**EXERCISE INSTRUCTIONS**.
A verbatim transcription of every record below is required.

************

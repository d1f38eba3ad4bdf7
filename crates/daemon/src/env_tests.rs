// SPDX-License-Identifier: BUSL-1.1
// Copyright (c) 2026 Alfred Jean LLC

use super::*;
use serial_test::serial;

#[test]
#[serial]
fn test_mode_reads_the_env_var() {
    std::env::remove_var("FMDMD_TEST_MODE");
    assert!(!test_mode());
    std::env::set_var("FMDMD_TEST_MODE", "1");
    assert!(test_mode());
    std::env::remove_var("FMDMD_TEST_MODE");
}
// SPDX-License-Identifier: BUSL-1.1
// Copyright (c) 2026 Alfred Jean LLC

//! The client protocol's wire types (spec.md §4.E, §6): request/response
//! DTOs plus line-delimited JSON framing. Dispatch lives in `handlers`.

mod request;
mod response;
mod wire;

pub use request::{FolderAddPayload, FolderRemovePayload, FolderValidatePayload, Request};
pub use response::{ModelDownloadData, ModelsListData, Response, ValidationItem};
pub use wire::{decode, encode, WireError};
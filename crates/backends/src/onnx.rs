// SPDX-License-Identifier: BUSL-1.1
// Copyright (c) 2026 Alfred Jean LLC

//! `cpu:*` models: installed via a local ONNX runtime fetcher.

use async_trait::async_trait;
use tokio::process::Command;
use tracing::{debug, warn};

use crate::{BackendError, ModelBackend};

/// Invokes an external ONNX model-fetcher binary to materialize a `cpu:*`
/// model into the local cache. The fetcher itself is an external
/// collaborator (spec.md §1); this adapter only owns process plumbing.
pub struct OnnxBackend {
    fetcher_command: String,
}

impl OnnxBackend {
    pub fn new() -> Self {
        Self { fetcher_command: "onnx-model-fetch".to_string() }
    }

    pub fn with_command(command: impl Into<String>) -> Self {
        Self { fetcher_command: command.into() }
    }
}

impl Default for OnnxBackend {
    fn default() -> Self {
        Self::new()
    }
}

#[async_trait]
impl ModelBackend for OnnxBackend {
    async fn download(&self, model_id: &str) -> Result<(), BackendError> {
        debug!(model_id, command = %self.fetcher_command, "dispatching onnx fetch");
        let output = Command::new(&self.fetcher_command)
            .arg("--model")
            .arg(model_id)
            .output()
            .await
            .map_err(|e| BackendError::Unavailable(format!("{}: {e}", self.fetcher_command)))?;

        if output.status.success() {
            Ok(())
        } else {
            let stderr = String::from_utf8_lossy(&output.stderr).trim().to_string();
            warn!(model_id, %stderr, "onnx fetch failed");
            Err(BackendError::ProcessFailed(stderr))
        }
    }
}
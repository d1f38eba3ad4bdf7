// SPDX-License-Identifier: BUSL-1.1
// Copyright (c) 2026 Alfred Jean LLC

//! Client → server request family (spec.md §4.E, §6).

use serde::{Deserialize, Serialize};

#[derive(Debug, Clone, PartialEq, Serialize, Deserialize)]
pub struct FolderValidatePayload {
    pub path: String,
}

#[derive(Debug, Clone, PartialEq, Serialize, Deserialize)]
pub struct FolderAddPayload {
    pub path: String,
    pub model: String,
}

#[derive(Debug, Clone, PartialEq, Serialize, Deserialize)]
pub struct FolderRemovePayload {
    pub path: String,
}

#[derive(Debug, Clone, PartialEq, Serialize, Deserialize)]
#[serde(tag = "type")]
pub enum Request {
    #[serde(rename = "connection.init")]
    ConnectionInit { #[serde(rename = "clientType")] client_type: String },
    #[serde(rename = "folder.validate")]
    FolderValidate { id: String, payload: FolderValidatePayload },
    #[serde(rename = "folder.add")]
    FolderAdd { id: String, payload: FolderAddPayload },
    #[serde(rename = "folder.remove")]
    FolderRemove { id: String, payload: FolderRemovePayload },
    #[serde(rename = "ping")]
    Ping { id: String },
    #[serde(rename = "models.list")]
    ModelsList { id: String },
}

impl Request {
    /// Every request except `connection.init` requires a non-empty
    /// correlation id (spec.md §4.E).
    pub fn correlation_id(&self) -> Option<&str> {
        match self {
            Request::ConnectionInit { .. } => None,
            Request::FolderValidate { id, .. }
            | Request::FolderAdd { id, .. }
            | Request::FolderRemove { id, .. }
            | Request::Ping { id }
            | Request::ModelsList { id } => Some(id.as_str()),
        }
    }

    pub fn requires_correlation_id(&self) -> bool {
        !matches!(self, Request::ConnectionInit { .. })
    }
}

#[cfg(test)]
#[path = "request_tests.rs"]
mod tests;

// SPDX-License-Identifier: BUSL-1.1
// Copyright (c) 2026 Alfred Jean LLC

use super::*;

#[test]
fn log_file_path_ends_in_the_expected_subdirectory() {
    let path = log_file_path();
    assert_eq!(path.file_name().unwrap(), "fmdmd.log");
    assert_eq!(path.parent().unwrap().file_name().unwrap(), "fmdmd");
}
// SPDX-License-Identifier: BUSL-1.1
// Copyright (c) 2026 Alfred Jean LLC

use super::*;

#[test]
fn fake_clock_advances_both_axes() {
    let clock = FakeClock::new();
    let t0 = clock.now();
    let u0 = clock.utc_now();
    clock.advance(Duration::from_secs(5));
    assert_eq!(clock.now() - t0, Duration::from_secs(5));
    assert_eq!(clock.utc_now() - u0, chrono::Duration::seconds(5));
}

************

**SOLUTION**.
repository d1f38eba3ad4bdf7
filename crates/daemon/src/env_tests.rs
// SPDX-License-Identifier: BUSL-1.1
// Copyright (c) 2026 Alfred Jean LLC

use super::*;
use serial_test::serial;

#[test]
#[serial]
fn test_mode_reads_the_env_var() {
    std::env::remove_var("FMDMD_TEST_MODE");
    assert!(!test_mode());
    std::env::set_var("FMDMD_TEST_MODE", "1");
    assert!(test_mode());
    std::env::remove_var("FMDMD_TEST_MODE");
}
// SPDX-License-Identifier: BUSL-1.1
// Copyright (c) 2026 Alfred Jean LLC

//! The client protocol's wire types (spec.md §4.E, §6): request/response
//! DTOs plus line-delimited JSON framing. Dispatch lives in `handlers`.

mod request;
mod response;
mod wire;

pub use request::{FolderAddPayload, FolderRemovePayload, FolderValidatePayload, Request};
pub use response::{ModelDownloadData, ModelsListData, Response, ValidationItem};
pub use wire::{decode, encode, WireError};
filename crates/backends/src/onnx.rs
// SPDX-License-Identifier: BUSL-1.1
// Copyright (c) 2026 Alfred Jean LLC

//! `cpu:*` models: installed via a local ONNX runtime fetcher.

use async_trait::async_trait;
use tokio::process::Command;
use tracing::{debug, warn};

use crate::{BackendError, ModelBackend};

/// Invokes an external ONNX model-fetcher binary to materialize a `cpu:*`
/// model into the local cache. The fetcher itself is an external
/// collaborator (spec.md §1); this adapter only owns process plumbing.
pub struct OnnxBackend {
    fetcher_command: String,
}

impl OnnxBackend {
    pub fn new() -> Self {
        Self { fetcher_command: "onnx-model-fetch".to_string() }
    }

    pub fn with_command(command: impl Into<String>) -> Self {
        Self { fetcher_command: command.into() }
    }
}

impl Default for OnnxBackend {
    fn default() -> Self {
        Self::new()
    }
}

#[async_trait]
impl ModelBackend for OnnxBackend {
    async fn download(&self, model_id: &str) -> Result<(), BackendError> {
        debug!(model_id, command = %self.fetcher_command, "dispatching onnx fetch");
        let output = Command::new(&self.fetcher_command)
            .arg("--model")
            .arg(model_id)
            .output()
            .await
            .map_err(|e| BackendError::Unavailable(format!("{}: {e}", self.fetcher_command)))?;

        if output.status.success() {
            Ok(())
        } else {
            let stderr = String::from_utf8_lossy(&output.stderr).trim().to_string();
            warn!(model_id, %stderr, "onnx fetch failed");
            Err(BackendError::ProcessFailed(stderr))
        }
    }
}
repository d1f38eba3ad4bdf7
// SPDX-License-Identifier: BUSL-1.1
// Copyright (c) 2026 Alfred Jean LLC

//! Client → server request family (spec.md §4.E, §6).

use serde::{Deserialize, Serialize};

#[derive(Debug, Clone, PartialEq, Serialize, Deserialize)]
pub struct FolderValidatePayload {
    pub path: String,
}

#[derive(Debug, Clone, PartialEq, Serialize, Deserialize)]
pub struct FolderAddPayload {
    pub path: String,
    pub model: String,
}

#[derive(Debug, Clone, PartialEq, Serialize, Deserialize)]
pub struct FolderRemovePayload {
    pub path: String,
}

#[derive(Debug, Clone, PartialEq, Serialize, Deserialize)]
#[serde(tag = "type")]
pub enum Request {
    #[serde(rename = "connection.init")]
    ConnectionInit { #[serde(rename = "clientType")] client_type: String },
    #[serde(rename = "folder.validate")]
    FolderValidate { id: String, payload: FolderValidatePayload },
    #[serde(rename = "folder.add")]
    FolderAdd { id: String, payload: FolderAddPayload },
    #[serde(rename = "folder.remove")]
    FolderRemove { id: String, payload: FolderRemovePayload },
    #[serde(rename = "ping")]
    Ping { id: String },
    #[serde(rename = "models.list")]
    ModelsList { id: String },
}

impl Request {
    /// Every request except `connection.init` requires a non-empty
    /// correlation id (spec.md §4.E).
    pub fn correlation_id(&self) -> Option<&str> {
        match self {
            Request::ConnectionInit { .. } => None,
            Request::FolderValidate { id, .. }
            | Request::FolderAdd { id, .. }
            | Request::FolderRemove { id, .. }
            | Request::Ping { id }
            | Request::ModelsList { id } => Some(id.as_str()),
        }
    }

    pub fn requires_correlation_id(&self) -> bool {
        !matches!(self, Request::ConnectionInit { .. })
    }
}

#[cfg(test)]
#[path = "request_tests.rs"]
mod tests;

// SPDX-License-Identifier: BUSL-1.1
// Copyright (c) 2026 Alfred Jean LLC

use super::*;

#[test]
fn log_file_path_ends_in_the_expected_subdirectory() {
    let path = log_file_path();
    assert_eq!(path.file_name().unwrap(), "fmdmd.log");
    assert_eq!(path.parent().unwrap().file_name().unwrap(), "fmdmd");
}
// SPDX-License-Identifier: BUSL-1.1
// Copyright (c) 2026 Alfred Jean LLC

use super::*;

#[test]
fn fake_clock_advances_both_axes() {
    let clock = FakeClock::new();
    let t0 = clock.now();
    let u0 = clock.utc_now();
    clock.advance(Duration::from_secs(5));
    assert_eq!(clock.now() - t0, Duration::from_secs(5));
    assert_eq!(clock.utc_now() - u0, chrono::Duration::seconds(5));
}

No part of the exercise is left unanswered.